(Data for analysis Opens)
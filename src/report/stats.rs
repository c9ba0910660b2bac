//! Aggregate statistics for one cube.

use std::collections::BTreeMap;

use serde::Serialize;

use crate::core::models::AggregateRecord;

/// Identifier plus the metric that made it an extreme.
#[derive(Debug, Clone, Serialize, PartialEq)]
pub struct Extreme {
    pub id: String,
    pub value: u64,
}

/// Build/row extremes across the fetched batch.
#[derive(Debug, Clone, Serialize, PartialEq)]
pub struct Extremes {
    /// Shortest build, in milliseconds.
    pub fastest_build: Extreme,
    /// Longest build, in milliseconds.
    pub slowest_build: Extreme,
    /// Most rows.
    pub largest: Extreme,
    /// Fewest rows.
    pub smallest: Extreme,
}

/// Statistics report over one cube's aggregates.
#[derive(Debug, Clone, Serialize, PartialEq)]
pub struct CubeStatistics {
    /// Backend-reported total (may exceed the fetched batch).
    pub total: u64,
    /// Number of aggregates in this batch.
    pub fetched: usize,
    pub type_breakdown: BTreeMap<String, usize>,
    pub subtype_breakdown: BTreeMap<String, usize>,
    pub status_breakdown: BTreeMap<String, usize>,
    pub active_count: usize,
    pub total_rows: u64,
    pub average_rows: f64,
    pub total_build_ms: u64,
    pub average_build_ms: f64,
    pub average_query_utilization: f64,
    pub extremes: Option<Extremes>,
}

impl CubeStatistics {
    /// Compute statistics over a fetched batch.
    #[must_use]
    pub fn compute(records: &[AggregateRecord], total: u64) -> Self {
        let mut type_breakdown: BTreeMap<String, usize> = BTreeMap::new();
        let mut subtype_breakdown: BTreeMap<String, usize> = BTreeMap::new();
        let mut status_breakdown: BTreeMap<String, usize> = BTreeMap::new();
        let mut total_rows = 0u64;
        let mut total_build_ms = 0u64;
        let mut total_query_utilization = 0.0f64;
        let mut active_count = 0usize;

        for record in records {
            *type_breakdown
                .entry(or_unknown(&record.kind))
                .or_default() += 1;
            *subtype_breakdown
                .entry(or_unknown(&record.subtype))
                .or_default() += 1;
            *status_breakdown
                .entry(or_unknown(&record.latest_instance.status))
                .or_default() += 1;

            total_rows += record.latest_instance.stats.number_of_rows;
            total_build_ms += record.latest_instance.stats.build_duration;
            total_query_utilization += record.stats.query_utilization;

            if record.latest_instance.status.eq_ignore_ascii_case("active") {
                active_count += 1;
            }
        }

        #[allow(clippy::cast_precision_loss)]
        let count = records.len() as f64;
        let (average_rows, average_build_ms, average_query_utilization) = if records.is_empty() {
            (0.0, 0.0, 0.0)
        } else {
            #[allow(clippy::cast_precision_loss)]
            (
                total_rows as f64 / count,
                total_build_ms as f64 / count,
                total_query_utilization / count,
            )
        };

        Self {
            total,
            fetched: records.len(),
            type_breakdown,
            subtype_breakdown,
            status_breakdown,
            active_count,
            total_rows,
            average_rows,
            total_build_ms,
            average_build_ms,
            average_query_utilization,
            extremes: compute_extremes(records),
        }
    }
}

fn or_unknown(value: &str) -> String {
    if value.is_empty() {
        "unknown".to_string()
    } else {
        value.to_string()
    }
}

fn compute_extremes(records: &[AggregateRecord]) -> Option<Extremes> {
    let first = records.first()?;
    let mut fastest = first;
    let mut slowest = first;
    let mut largest = first;
    let mut smallest = first;

    for record in records {
        if record.latest_instance.stats.build_duration
            < fastest.latest_instance.stats.build_duration
        {
            fastest = record;
        }
        if record.latest_instance.stats.build_duration
            > slowest.latest_instance.stats.build_duration
        {
            slowest = record;
        }
        if record.latest_instance.stats.number_of_rows
            > largest.latest_instance.stats.number_of_rows
        {
            largest = record;
        }
        if record.latest_instance.stats.number_of_rows
            < smallest.latest_instance.stats.number_of_rows
        {
            smallest = record;
        }
    }

    Some(Extremes {
        fastest_build: Extreme {
            id: fastest.id.clone(),
            value: fastest.latest_instance.stats.build_duration,
        },
        slowest_build: Extreme {
            id: slowest.id.clone(),
            value: slowest.latest_instance.stats.build_duration,
        },
        largest: Extreme {
            id: largest.id.clone(),
            value: largest.latest_instance.stats.number_of_rows,
        },
        smallest: Extreme {
            id: smallest.id.clone(),
            value: smallest.latest_instance.stats.number_of_rows,
        },
    })
}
(Data for analysis Closes)
▸ **What you have to do**:
Copy out each record exactly as given, omitting none.

▸ **Written response**:
filename src/report/stats.rs
repository c9ba0910660b2bac
//! Aggregate statistics for one cube.

use std::collections::BTreeMap;

use serde::Serialize;

use crate::core::models::AggregateRecord;

/// Identifier plus the metric that made it an extreme.
#[derive(Debug, Clone, Serialize, PartialEq)]
pub struct Extreme {
    pub id: String,
    pub value: u64,
}

/// Build/row extremes across the fetched batch.
#[derive(Debug, Clone, Serialize, PartialEq)]
pub struct Extremes {
    /// Shortest build, in milliseconds.
    pub fastest_build: Extreme,
    /// Longest build, in milliseconds.
    pub slowest_build: Extreme,
    /// Most rows.
    pub largest: Extreme,
    /// Fewest rows.
    pub smallest: Extreme,
}

/// Statistics report over one cube's aggregates.
#[derive(Debug, Clone, Serialize, PartialEq)]
pub struct CubeStatistics {
    /// Backend-reported total (may exceed the fetched batch).
    pub total: u64,
    /// Number of aggregates in this batch.
    pub fetched: usize,
    pub type_breakdown: BTreeMap<String, usize>,
    pub subtype_breakdown: BTreeMap<String, usize>,
    pub status_breakdown: BTreeMap<String, usize>,
    pub active_count: usize,
    pub total_rows: u64,
    pub average_rows: f64,
    pub total_build_ms: u64,
    pub average_build_ms: f64,
    pub average_query_utilization: f64,
    pub extremes: Option<Extremes>,
}

impl CubeStatistics {
    /// Compute statistics over a fetched batch.
    #[must_use]
    pub fn compute(records: &[AggregateRecord], total: u64) -> Self {
        let mut type_breakdown: BTreeMap<String, usize> = BTreeMap::new();
        let mut subtype_breakdown: BTreeMap<String, usize> = BTreeMap::new();
        let mut status_breakdown: BTreeMap<String, usize> = BTreeMap::new();
        let mut total_rows = 0u64;
        let mut total_build_ms = 0u64;
        let mut total_query_utilization = 0.0f64;
        let mut active_count = 0usize;

        for record in records {
            *type_breakdown
                .entry(or_unknown(&record.kind))
                .or_default() += 1;
            *subtype_breakdown
                .entry(or_unknown(&record.subtype))
                .or_default() += 1;
            *status_breakdown
                .entry(or_unknown(&record.latest_instance.status))
                .or_default() += 1;

            total_rows += record.latest_instance.stats.number_of_rows;
            total_build_ms += record.latest_instance.stats.build_duration;
            total_query_utilization += record.stats.query_utilization;

            if record.latest_instance.status.eq_ignore_ascii_case("active") {
                active_count += 1;
            }
        }

        #[allow(clippy::cast_precision_loss)]
        let count = records.len() as f64;
        let (average_rows, average_build_ms, average_query_utilization) = if records.is_empty() {
            (0.0, 0.0, 0.0)
        } else {
            #[allow(clippy::cast_precision_loss)]
            (
                total_rows as f64 / count,
                total_build_ms as f64 / count,
                total_query_utilization / count,
            )
        };

        Self {
            total,
            fetched: records.len(),
            type_breakdown,
            subtype_breakdown,
            status_breakdown,
            active_count,
            total_rows,
            average_rows,
            total_build_ms,
            average_build_ms,
            average_query_utilization,
            extremes: compute_extremes(records),
        }
    }
}

fn or_unknown(value: &str) -> String {
    if value.is_empty() {
        "unknown".to_string()
    } else {
        value.to_string()
    }
}

fn compute_extremes(records: &[AggregateRecord]) -> Option<Extremes> {
    let first = records.first()?;
    let mut fastest = first;
    let mut slowest = first;
    let mut largest = first;
    let mut smallest = first;

    for record in records {
        if record.latest_instance.stats.build_duration
            < fastest.latest_instance.stats.build_duration
        {
            fastest = record;
        }
        if record.latest_instance.stats.build_duration
            > slowest.latest_instance.stats.build_duration
        {
            slowest = record;
        }
        if record.latest_instance.stats.number_of_rows
            > largest.latest_instance.stats.number_of_rows
        {
            largest = record;
        }
        if record.latest_instance.stats.number_of_rows
            < smallest.latest_instance.stats.number_of_rows
        {
            smallest = record;
        }
    }

    Some(Extremes {
        fastest_build: Extreme {
            id: fastest.id.clone(),
            value: fastest.latest_instance.stats.build_duration,
        },
        slowest_build: Extreme {
            id: slowest.id.clone(),
            value: slowest.latest_instance.stats.build_duration,
        },
        largest: Extreme {
            id: largest.id.clone(),
            value: largest.latest_instance.stats.number_of_rows,
        },
        smallest: Extreme {
            id: smallest.id.clone(),
            value: smallest.latest_instance.stats.number_of_rows,
        },
    })
}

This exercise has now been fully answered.